OK, I answered my own question below...for the most part.

On 05/18/2012 02:26 PM, Matthew O'Connor wrote:
By the way, will Pacemaker or Corosync log something to the syslog if it
decides to fence a member?  Will it attempt to fence one that has flat
disappeared, or only one that it has become unable to stop services on?

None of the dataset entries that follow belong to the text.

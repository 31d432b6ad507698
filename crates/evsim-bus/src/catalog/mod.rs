//! Message catalog - the DBC stand-in for the SocketCAN transport
//!
//! A catalog describes every message on a network: CAN id, payload length,
//! transmit cycle, transmitting nodes and signal layouts. Catalogs are loaded
//! from YAML:
//!
//! ```yaml
//! meta:
//!   name: ISC_CME
//!   version: "1.0"
//!
//! messages:
//!   ChargeInfo:
//!     id: "0x600"
//!     cycle_ms: 100
//!     senders: [CME]
//!     signals:
//!       StateMachineState:
//!         start: 0
//!         length: 4
//!         enum:
//!           0: Default
//!           1: Init
//! ```

pub mod codec;
pub mod definition;
pub mod error;

use std::collections::{BTreeMap, HashMap};
use std::path::Path;

use serde::{Deserialize, Serialize};

pub use codec::{decode_frame, encode_frame};
pub use definition::{ByteOrder, MessageDefinition, SignalDefinition};
pub use error::{parse_can_id, CatalogError, CatalogResult};

use crate::signal::SignalSnapshot;

/// Metadata about the catalog
#[derive(Debug, Clone, Default, Serialize, Deserialize)]
pub struct CatalogMeta {
    #[serde(skip_serializing_if = "Option::is_none")]
    pub name: Option<String>,
    #[serde(skip_serializing_if = "Option::is_none")]
    pub version: Option<String>,
    #[serde(skip_serializing_if = "Option::is_none")]
    pub description: Option<String>,
}

/// On-disk catalog layout
#[derive(Debug, Deserialize)]
struct CatalogFile {
    #[serde(default)]
    meta: Option<CatalogMeta>,
    #[serde(default)]
    messages: BTreeMap<String, MessageDefinition>,
}

/// Lookup of message definitions by name and CAN id
#[derive(Debug, Clone, Default)]
pub struct MessageCatalog {
    meta: CatalogMeta,
    messages: BTreeMap<String, MessageDefinition>,
    /// Reverse index: CAN id -> message name
    id_index: HashMap<u32, String>,
}

impl MessageCatalog {
    pub fn new() -> Self {
        Self::default()
    }

    /// Load a catalog from a YAML file
    pub fn from_file(path: impl AsRef<Path>) -> CatalogResult<Self> {
        let content = std::fs::read_to_string(path)?;
        Self::from_yaml(&content)
    }

    /// Load a catalog from a YAML string
    pub fn from_yaml(yaml: &str) -> CatalogResult<Self> {
        let file: CatalogFile = serde_yaml::from_str(yaml)?;
        let mut catalog = Self::new();

        if let Some(meta) = file.meta {
            catalog.meta = meta;
        }

        for (name, mut def) in file.messages {
            def.name = name;
            catalog.register(def)?;
        }

        Ok(catalog)
    }

    /// Add a message definition
    ///
    /// Every signal layout is validated against the payload before the
    /// message is accepted.
    pub fn register(&mut self, def: MessageDefinition) -> CatalogResult<()> {
        let id = parse_can_id(&def.id)?;

        if let Some(existing) = self.id_index.get(&id) {
            if existing != &def.name {
                return Err(CatalogError::DuplicateCanId {
                    id,
                    first: existing.clone(),
                    second: def.name.clone(),
                });
            }
        }

        if def.dlc == 0 || def.dlc > 8 {
            return Err(CatalogError::InvalidDlc {
                message: def.name.clone(),
                dlc: def.dlc,
            });
        }

        // An all-zero payload exercises every layout check
        decode_frame(&def, &[0u8; 8])?;

        self.id_index.insert(id, def.name.clone());
        self.messages.insert(def.name.clone(), def);
        Ok(())
    }

    pub fn meta(&self) -> &CatalogMeta {
        &self.meta
    }

    pub fn get(&self, name: &str) -> Option<&MessageDefinition> {
        self.messages.get(name)
    }

    /// Find the message carried by a CAN id
    pub fn by_id(&self, id: u32) -> Option<&MessageDefinition> {
        self.id_index.get(&id).and_then(|name| self.messages.get(name))
    }

    pub fn messages(&self) -> impl Iterator<Item = &MessageDefinition> {
        self.messages.values()
    }

    pub fn len(&self) -> usize {
        self.messages.len()
    }

    pub fn is_empty(&self) -> bool {
        self.messages.is_empty()
    }

    /// Decode a received frame
    pub fn decode(&self, id: u32, data: &[u8]) -> CatalogResult<(&MessageDefinition, SignalSnapshot)> {
        let def = self.by_id(id).ok_or(CatalogError::UnknownCanId(id))?;
        Ok((def, decode_frame(def, data)?))
    }

    /// Encode a message by name
    pub fn encode(&self, name: &str, snapshot: &SignalSnapshot) -> CatalogResult<Vec<u8>> {
        let def = self
            .get(name)
            .ok_or_else(|| CatalogError::UnknownMessage(name.to_string()))?;
        encode_frame(def, snapshot)
    }
}
//! Signal bus errors

use thiserror::Error;

use crate::catalog::CatalogError;

#[derive(Debug, Error)]
pub enum BusError {
    #[error("Unknown message: {0}")]
    UnknownMessage(String),

    #[error("Unknown signal: {message}.{signal}")]
    UnknownSignal { message: String, signal: String },

    #[error("Message {0} is received from the device under test and cannot be written")]
    NotWritable(String),

    #[error("Codec error: {0}")]
    Codec(#[from] CatalogError),

    #[error("Connection failed: {0}")]
    ConnectionFailed(String),

    #[error("Send failed: {0}")]
    SendFailed(String),

    #[error("Bus medium closed")]
    Closed,

    #[error("Invalid configuration: {0}")]
    InvalidConfig(String),
}
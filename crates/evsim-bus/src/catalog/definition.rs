//! Message and signal definitions
//!
//! Represents the layout of a CAN message: identifier, length, cycle time,
//! transmitting nodes, and the bit position and scaling of every signal.

use std::collections::BTreeMap;

use serde::{Deserialize, Serialize};

/// Bit numbering of a signal inside the payload
#[derive(Debug, Clone, Copy, PartialEq, Eq, Serialize, Deserialize, Default)]
#[serde(rename_all = "snake_case")]
pub enum ByteOrder {
    /// Intel: start bit is the least significant bit
    #[default]
    LittleEndian,
    /// Motorola: start bit is the most significant bit
    BigEndian,
}

/// Complete definition of one CAN message
#[derive(Debug, Clone, Serialize, Deserialize)]
pub struct MessageDefinition {
    /// Message name (set from the catalog key)
    #[serde(skip)]
    pub name: String,

    /// CAN identifier in hex ("0x6A0") or decimal
    pub id: String,

    /// 29-bit identifier
    #[serde(default)]
    pub extended: bool,

    /// Payload length in bytes
    #[serde(default = "default_dlc")]
    pub dlc: u8,

    /// Transmit cycle in milliseconds
    #[serde(default = "default_cycle_ms")]
    pub cycle_ms: u64,

    /// Nodes that transmit this message
    #[serde(default)]
    pub senders: Vec<String>,

    /// Signals keyed by name
    #[serde(default)]
    pub signals: BTreeMap<String, SignalDefinition>,
}

fn default_dlc() -> u8 {
    8
}

fn default_cycle_ms() -> u64 {
    100
}

impl MessageDefinition {
    pub fn new(name: impl Into<String>, id: u32) -> Self {
        Self {
            name: name.into(),
            id: format!("0x{:X}", id),
            extended: false,
            dlc: default_dlc(),
            cycle_ms: default_cycle_ms(),
            senders: Vec::new(),
            signals: BTreeMap::new(),
        }
    }

    pub fn with_signal(mut self, name: impl Into<String>, signal: SignalDefinition) -> Self {
        self.signals.insert(name.into(), signal);
        self
    }

    /// Whether `node` transmits this message
    pub fn is_sent_by(&self, node: &str) -> bool {
        self.senders.iter().any(|s| s == node)
    }
}

/// Layout and scaling of a single signal
#[derive(Debug, Clone, Serialize, Deserialize)]
pub struct SignalDefinition {
    /// Start bit (DBC numbering)
    #[serde(rename = "start")]
    pub start_bit: u16,

    /// Length in bits
    pub length: u16,

    #[serde(default)]
    pub byte_order: ByteOrder,

    /// Raw value is two's complement
    #[serde(default)]
    pub signed: bool,

    /// Scale factor: physical = raw * scale + offset
    #[serde(default = "default_scale")]
    pub scale: f64,

    /// Offset: physical = raw * scale + offset
    #[serde(default)]
    pub offset: f64,

    /// Minimum physical value accepted for encoding
    #[serde(skip_serializing_if = "Option::is_none")]
    pub min: Option<f64>,

    /// Maximum physical value accepted for encoding
    #[serde(skip_serializing_if = "Option::is_none")]
    pub max: Option<f64>,

    #[serde(skip_serializing_if = "Option::is_none")]
    pub unit: Option<String>,

    /// Value table (raw -> label)
    #[serde(rename = "enum", skip_serializing_if = "Option::is_none")]
    pub enum_map: Option<BTreeMap<u64, String>>,

    /// Raw value meaning "signal not available"
    #[serde(skip_serializing_if = "Option::is_none")]
    pub sna: Option<u64>,
}

fn default_scale() -> f64 {
    1.0
}

impl SignalDefinition {
    /// Unscaled little-endian signal
    pub fn new(start_bit: u16, length: u16) -> Self {
        Self {
            start_bit,
            length,
            byte_order: ByteOrder::LittleEndian,
            signed: false,
            scale: 1.0,
            offset: 0.0,
            min: None,
            max: None,
            unit: None,
            enum_map: None,
            sna: None,
        }
    }

    pub fn big_endian(mut self) -> Self {
        self.byte_order = ByteOrder::BigEndian;
        self
    }

    pub fn signed(mut self) -> Self {
        self.signed = true;
        self
    }

    pub fn with_scale(mut self, scale: f64, offset: f64) -> Self {
        self.scale = scale;
        self.offset = offset;
        self
    }

    pub fn with_sna(mut self, raw: u64) -> Self {
        self.sna = Some(raw);
        self
    }

    /// Add a value table entry
    pub fn with_label(mut self, raw: u64, label: impl Into<String>) -> Self {
        self.enum_map
            .get_or_insert_with(BTreeMap::new)
            .insert(raw, label.into());
        self
    }

    /// Mask covering `length` bits
    pub fn mask(&self) -> u64 {
        if self.length >= 64 {
            u64::MAX
        } else {
            (1u64 << self.length) - 1
        }
    }

    /// Raw value for a value table label
    pub fn raw_for_label(&self, label: &str) -> Option<u64> {
        self.enum_map
            .as_ref()?
            .iter()
            .find(|(_, l)| l.as_str() == label)
            .map(|(raw, _)| *raw)
    }
}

I ask because I have a node that recently started spitting out
"rcu_sched_state detected stall on cpu..." whenever I'm not around.  The
surviving node recognizes that it has lost contact with this defunct
node, but by that point the DLM and/or OCFS2 is totally hosed and the
surviving node requires a hard-restart.  I guess my hope is that, were
fencing actually working on my cluster, the fence would happen before
the surviving node's DLM/OCFS2 drivers melted down (assuming the real
issue at hand isn't wiping out DLM/OCFS everywhere before the bad-node
is determined offline by the good-node).
I understand now that the DLM expects STONITH to be working, or else it will block forever - or until the failed node re-establishes contact. By the way, my thanks go out to the writer of the libvirt-based STONITH method. It worked great for me, and it was great to see it nuke my misbehaving virtual test node! OCFS2 also responded much better in that test environment - fencing makes such a difference...

Thanks again for the info on cman+corosync+pacemaker!